» **INSTRUCTIONS FOR THE TASK**
All the data should come back exactly as it was given.
Segment Start: DATASET EXTRACT
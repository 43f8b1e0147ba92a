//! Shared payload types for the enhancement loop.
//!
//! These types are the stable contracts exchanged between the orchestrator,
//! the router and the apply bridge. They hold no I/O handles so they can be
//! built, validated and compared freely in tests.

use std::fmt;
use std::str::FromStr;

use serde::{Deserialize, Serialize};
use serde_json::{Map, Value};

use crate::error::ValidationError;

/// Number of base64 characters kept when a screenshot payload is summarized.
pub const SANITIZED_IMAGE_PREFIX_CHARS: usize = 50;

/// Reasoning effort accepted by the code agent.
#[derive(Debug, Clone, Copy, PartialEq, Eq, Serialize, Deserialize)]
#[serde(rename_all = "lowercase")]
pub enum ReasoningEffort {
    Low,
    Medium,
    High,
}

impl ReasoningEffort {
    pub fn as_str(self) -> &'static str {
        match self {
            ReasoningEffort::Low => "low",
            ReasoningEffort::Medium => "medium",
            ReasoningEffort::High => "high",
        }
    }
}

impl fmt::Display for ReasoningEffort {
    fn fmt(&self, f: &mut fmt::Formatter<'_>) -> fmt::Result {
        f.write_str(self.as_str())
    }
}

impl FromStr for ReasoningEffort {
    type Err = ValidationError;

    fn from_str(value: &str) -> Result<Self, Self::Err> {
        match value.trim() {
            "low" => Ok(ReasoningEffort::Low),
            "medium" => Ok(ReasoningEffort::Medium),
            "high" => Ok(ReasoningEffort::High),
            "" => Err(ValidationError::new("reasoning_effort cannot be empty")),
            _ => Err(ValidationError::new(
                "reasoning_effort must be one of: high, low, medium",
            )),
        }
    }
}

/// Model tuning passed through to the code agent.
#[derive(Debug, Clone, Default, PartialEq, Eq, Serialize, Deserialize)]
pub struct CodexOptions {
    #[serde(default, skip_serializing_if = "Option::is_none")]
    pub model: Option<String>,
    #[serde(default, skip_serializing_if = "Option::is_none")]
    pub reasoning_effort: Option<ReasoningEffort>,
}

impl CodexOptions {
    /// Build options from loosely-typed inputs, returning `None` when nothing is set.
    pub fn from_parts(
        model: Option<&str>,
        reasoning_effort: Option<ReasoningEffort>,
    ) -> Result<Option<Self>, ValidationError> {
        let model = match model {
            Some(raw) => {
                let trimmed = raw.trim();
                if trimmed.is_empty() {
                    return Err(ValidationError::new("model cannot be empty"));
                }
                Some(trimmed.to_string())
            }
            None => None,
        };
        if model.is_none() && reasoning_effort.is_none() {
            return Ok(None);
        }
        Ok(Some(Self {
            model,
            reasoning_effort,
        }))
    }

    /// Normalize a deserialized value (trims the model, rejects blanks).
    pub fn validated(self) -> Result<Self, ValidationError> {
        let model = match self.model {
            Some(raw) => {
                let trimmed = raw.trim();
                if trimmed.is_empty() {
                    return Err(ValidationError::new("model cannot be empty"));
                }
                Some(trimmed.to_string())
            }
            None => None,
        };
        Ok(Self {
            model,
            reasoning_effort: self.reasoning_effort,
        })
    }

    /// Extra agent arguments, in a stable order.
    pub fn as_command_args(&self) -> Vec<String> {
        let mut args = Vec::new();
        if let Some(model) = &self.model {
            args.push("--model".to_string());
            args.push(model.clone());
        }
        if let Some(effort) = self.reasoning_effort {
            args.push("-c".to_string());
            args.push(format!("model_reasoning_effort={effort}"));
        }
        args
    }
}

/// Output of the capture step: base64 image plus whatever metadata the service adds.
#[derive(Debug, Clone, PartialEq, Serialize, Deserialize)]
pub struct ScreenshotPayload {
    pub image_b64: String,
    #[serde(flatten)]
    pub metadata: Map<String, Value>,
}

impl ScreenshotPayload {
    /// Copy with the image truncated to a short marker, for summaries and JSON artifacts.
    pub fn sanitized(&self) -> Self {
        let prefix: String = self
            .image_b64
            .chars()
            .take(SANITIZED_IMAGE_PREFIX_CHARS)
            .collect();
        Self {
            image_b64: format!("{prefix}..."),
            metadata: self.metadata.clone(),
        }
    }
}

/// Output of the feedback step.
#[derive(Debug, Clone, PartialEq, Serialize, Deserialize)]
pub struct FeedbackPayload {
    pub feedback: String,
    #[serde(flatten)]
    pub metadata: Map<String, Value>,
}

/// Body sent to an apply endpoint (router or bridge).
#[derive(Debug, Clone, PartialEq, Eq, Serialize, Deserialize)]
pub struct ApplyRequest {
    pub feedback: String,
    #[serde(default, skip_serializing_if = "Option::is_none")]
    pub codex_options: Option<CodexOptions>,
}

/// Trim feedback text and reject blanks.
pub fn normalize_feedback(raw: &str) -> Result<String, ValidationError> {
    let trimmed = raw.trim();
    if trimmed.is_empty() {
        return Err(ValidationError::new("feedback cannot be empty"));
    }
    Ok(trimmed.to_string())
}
Segment End: DATASET EXTRACT
» **WRITTEN ANSWER**
repository 43f8b1e0147ba92a
//! Shared payload types for the enhancement loop.
//!
//! These types are the stable contracts exchanged between the orchestrator,
//! the router and the apply bridge. They hold no I/O handles so they can be
//! built, validated and compared freely in tests.

use std::fmt;
use std::str::FromStr;

use serde::{Deserialize, Serialize};
use serde_json::{Map, Value};

use crate::error::ValidationError;

/// Number of base64 characters kept when a screenshot payload is summarized.
pub const SANITIZED_IMAGE_PREFIX_CHARS: usize = 50;

/// Reasoning effort accepted by the code agent.
#[derive(Debug, Clone, Copy, PartialEq, Eq, Serialize, Deserialize)]
#[serde(rename_all = "lowercase")]
pub enum ReasoningEffort {
    Low,
    Medium,
    High,
}

impl ReasoningEffort {
    pub fn as_str(self) -> &'static str {
        match self {
            ReasoningEffort::Low => "low",
            ReasoningEffort::Medium => "medium",
            ReasoningEffort::High => "high",
        }
    }
}

impl fmt::Display for ReasoningEffort {
    fn fmt(&self, f: &mut fmt::Formatter<'_>) -> fmt::Result {
        f.write_str(self.as_str())
    }
}

impl FromStr for ReasoningEffort {
    type Err = ValidationError;

    fn from_str(value: &str) -> Result<Self, Self::Err> {
        match value.trim() {
            "low" => Ok(ReasoningEffort::Low),
            "medium" => Ok(ReasoningEffort::Medium),
            "high" => Ok(ReasoningEffort::High),
            "" => Err(ValidationError::new("reasoning_effort cannot be empty")),
            _ => Err(ValidationError::new(
                "reasoning_effort must be one of: high, low, medium",
            )),
        }
    }
}

/// Model tuning passed through to the code agent.
#[derive(Debug, Clone, Default, PartialEq, Eq, Serialize, Deserialize)]
pub struct CodexOptions {
    #[serde(default, skip_serializing_if = "Option::is_none")]
    pub model: Option<String>,
    #[serde(default, skip_serializing_if = "Option::is_none")]
    pub reasoning_effort: Option<ReasoningEffort>,
}

impl CodexOptions {
    /// Build options from loosely-typed inputs, returning `None` when nothing is set.
    pub fn from_parts(
        model: Option<&str>,
        reasoning_effort: Option<ReasoningEffort>,
    ) -> Result<Option<Self>, ValidationError> {
        let model = match model {
            Some(raw) => {
                let trimmed = raw.trim();
                if trimmed.is_empty() {
                    return Err(ValidationError::new("model cannot be empty"));
                }
                Some(trimmed.to_string())
            }
            None => None,
        };
        if model.is_none() && reasoning_effort.is_none() {
            return Ok(None);
        }
        Ok(Some(Self {
            model,
            reasoning_effort,
        }))
    }

    /// Normalize a deserialized value (trims the model, rejects blanks).
    pub fn validated(self) -> Result<Self, ValidationError> {
        let model = match self.model {
            Some(raw) => {
                let trimmed = raw.trim();
                if trimmed.is_empty() {
                    return Err(ValidationError::new("model cannot be empty"));
                }
                Some(trimmed.to_string())
            }
            None => None,
        };
        Ok(Self {
            model,
            reasoning_effort: self.reasoning_effort,
        })
    }

    /// Extra agent arguments, in a stable order.
    pub fn as_command_args(&self) -> Vec<String> {
        let mut args = Vec::new();
        if let Some(model) = &self.model {
            args.push("--model".to_string());
            args.push(model.clone());
        }
        if let Some(effort) = self.reasoning_effort {
            args.push("-c".to_string());
            args.push(format!("model_reasoning_effort={effort}"));
        }
        args
    }
}

/// Output of the capture step: base64 image plus whatever metadata the service adds.
#[derive(Debug, Clone, PartialEq, Serialize, Deserialize)]
pub struct ScreenshotPayload {
    pub image_b64: String,
    #[serde(flatten)]
    pub metadata: Map<String, Value>,
}

impl ScreenshotPayload {
    /// Copy with the image truncated to a short marker, for summaries and JSON artifacts.
    pub fn sanitized(&self) -> Self {
        let prefix: String = self
            .image_b64
            .chars()
            .take(SANITIZED_IMAGE_PREFIX_CHARS)
            .collect();
        Self {
            image_b64: format!("{prefix}..."),
            metadata: self.metadata.clone(),
        }
    }
}

/// Output of the feedback step.
#[derive(Debug, Clone, PartialEq, Serialize, Deserialize)]
pub struct FeedbackPayload {
    pub feedback: String,
    #[serde(flatten)]
    pub metadata: Map<String, Value>,
}

/// Body sent to an apply endpoint (router or bridge).
#[derive(Debug, Clone, PartialEq, Eq, Serialize, Deserialize)]
pub struct ApplyRequest {
    pub feedback: String,
    #[serde(default, skip_serializing_if = "Option::is_none")]
    pub codex_options: Option<CodexOptions>,
}

/// Trim feedback text and reject blanks.
pub fn normalize_feedback(raw: &str) -> Result<String, ValidationError> {
    let trimmed = raw.trim();
    if trimmed.is_empty() {
        return Err(ValidationError::new("feedback cannot be empty"));
    }
    Ok(trimmed.to_string())
}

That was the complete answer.